◆ EXERCISE DETAILS
Could you set down exactly the lines in the records below between the line holding "of an upstream failure." and the line holding "delivered to a", inclusive?

◆ EXTRACTED DATA

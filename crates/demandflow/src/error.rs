//! Error types for demandflow pipelines.

use std::error::Error as StdError;
use std::sync::Arc;
use thiserror::Error;

/// Shared, cloneable cause of an upstream failure.
pub type Cause = Arc<dyn StdError + Send + Sync + 'static>;

/// Errors that can terminate a subscription.
#[derive(Debug, Clone, Error)]
pub enum FlowError {
    /// A source, operator or consumer callback failed.
    #[error("upstream failure: {0}")]
    Upstream(Cause),

    /// One or more failures captured by an error-deferring combinator,
    /// raised after every source reached a terminal state.
    #[error("{} deferred failure(s): [{}]", .0.len(), join_causes(.0))]
    Aggregate(Vec<FlowError>),

    /// A producer emitted beyond granted demand and watermark, or an
    /// adapter observed more items than it requested.
    #[error("protocol violation: {0}")]
    ProtocolViolation(&'static str),

    /// The subscription was cancelled by its consumer.
    ///
    /// Producers see this from `Emitter::emit`; it is never delivered to a
    /// subscriber's `on_error`.
    #[error("subscription cancelled")]
    Cancelled,
}

fn join_causes(errors: &[FlowError]) -> String {
    errors
        .iter()
        .map(ToString::to_string)
        .collect::<Vec<_>>()
        .join("; ")
}

impl FlowError {
    /// Wraps any error (or message) as an upstream failure.
    pub fn upstream<E>(cause: E) -> Self
    where
        E: Into<Box<dyn StdError + Send + Sync + 'static>>,
    {
        let boxed: Box<dyn StdError + Send + Sync + 'static> = cause.into();
        Self::Upstream(Arc::from(boxed))
    }

    /// Returns `true` if this is an aggregate of deferred failures.
    #[inline]
    pub fn is_aggregate(&self) -> bool {
        matches!(self, Self::Aggregate(_))
    }

    /// Returns `true` if this signals cancellation rather than failure.
    #[inline]
    pub fn is_cancelled(&self) -> bool {
        matches!(self, Self::Cancelled)
    }

    /// Returns `true` for implementation bugs that are never recovered.
    #[inline]
    pub fn is_protocol_violation(&self) -> bool {
        matches!(self, Self::ProtocolViolation(_))
    }

    /// Returns the deferred causes of an aggregate, or `self` alone.
    pub fn causes(&self) -> &[FlowError] {
        match self {
            Self::Aggregate(causes) => causes,
            other => std::slice::from_ref(other),
        }
    }
}

#[cfg(test)]
mod tests {
    use super::*;

    #[test]
    fn test_upstream_from_message() {
        let err = FlowError::upstream("index error");
        assert_eq!(err.to_string(), "upstream failure: index error");
        assert!(!err.is_aggregate());
        assert_eq!(err.causes().len(), 1);
    }

    #[test]
    fn test_aggregate_lists_causes() {
        let err = FlowError::Aggregate(vec![FlowError::upstream("a"), FlowError::upstream("b")]);
        assert!(err.is_aggregate());
        assert_eq!(err.causes().len(), 2);
        assert_eq!(
            err.to_string(),
            "2 deferred failure(s): [upstream failure: a; upstream failure: b]"
        );
    }
}
//! Episode lookups and mutations, keyed by title.

use crate::domain::{Episode, EpisodeView};
use crate::error::{CatalogError, EntityKind};
use crate::store::EpisodeStore;
use demandflow::Source;
use std::sync::Arc;

#[derive(Debug)]
pub struct EpisodeService<E> {
    store: Arc<E>,
}

impl<E> Clone for EpisodeService<E> {
    fn clone(&self) -> Self {
        Self {
            store: Arc::clone(&self.store),
        }
    }
}

impl<E: EpisodeStore> EpisodeService<E> {
    pub fn new(store: E) -> Self {
        Self::from_shared(Arc::new(store))
    }

    pub(crate) fn from_shared(store: Arc<E>) -> Self {
        Self { store }
    }

    pub fn find_all(&self) -> Source<EpisodeView> {
        self.store.find_all().map(EpisodeView::from)
    }

    /// Episodes owned by `series_name`; empty when it owns none.
    pub fn find_by_series_name(&self, series_name: &str) -> Source<EpisodeView> {
        self.store.find_by_series_name(series_name).map(EpisodeView::from)
    }

    /// # Errors
    ///
    /// `NotFound` if no episode has that title.
    pub async fn find_by_title(&self, title: &str) -> Result<EpisodeView, CatalogError> {
        self.require(title).await.map(EpisodeView::from)
    }

    pub async fn create(&self, episode: Episode) -> Result<EpisodeView, CatalogError> {
        let saved = self.store.save(episode).await?;
        Ok(EpisodeView::from(saved))
    }

    /// Replaces the episode titled `title`, keeping its identifier.
    ///
    /// # Errors
    ///
    /// `NotFound` if no episode has that title.
    pub async fn update(&self, title: &str, episode: Episode) -> Result<EpisodeView, CatalogError> {
        let current = self.require(title).await?;
        let saved = self
            .store
            .save(Episode {
                id: current.id,
                ..episode
            })
            .await?;
        tracing::debug!(from = title, to = %saved.title, "episode updated");
        Ok(EpisodeView::from(saved))
    }

    /// Deletes the episode titled `title` and returns its last view.
    ///
    /// # Errors
    ///
    /// `NotFound` if no episode has that title.
    pub async fn delete(&self, title: &str) -> Result<EpisodeView, CatalogError> {
        let current = self.require(title).await?;
        self.store.delete(&current).await?;
        Ok(EpisodeView::from(current))
    }

    async fn require(&self, title: &str) -> Result<Episode, CatalogError> {
        self.store
            .find_by_title(title)
            .await?
            .ok_or_else(|| CatalogError::not_found(EntityKind::Episode, title))
    }
}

◆ WRITTEN SOLUTION
/// Shared, cloneable cause of an upstream failure.
pub type Cause = Arc<dyn StdError + Send + Sync + 'static>;

/// Errors that can terminate a subscription.
#[derive(Debug, Clone, Error)]
pub enum FlowError {
    /// A source, operator or consumer callback failed.
    #[error("upstream failure: {0}")]
    Upstream(Cause),

    /// One or more failures captured by an error-deferring combinator,
    /// raised after every source reached a terminal state.
    #[error("{} deferred failure(s): [{}]", .0.len(), join_causes(.0))]
    Aggregate(Vec<FlowError>),

    /// A producer emitted beyond granted demand and watermark, or an
    /// adapter observed more items than it requested.
    #[error("protocol violation: {0}")]
    ProtocolViolation(&'static str),

    /// The subscription was cancelled by its consumer.
    ///
    /// Producers see this from `Emitter::emit`; it is never delivered to a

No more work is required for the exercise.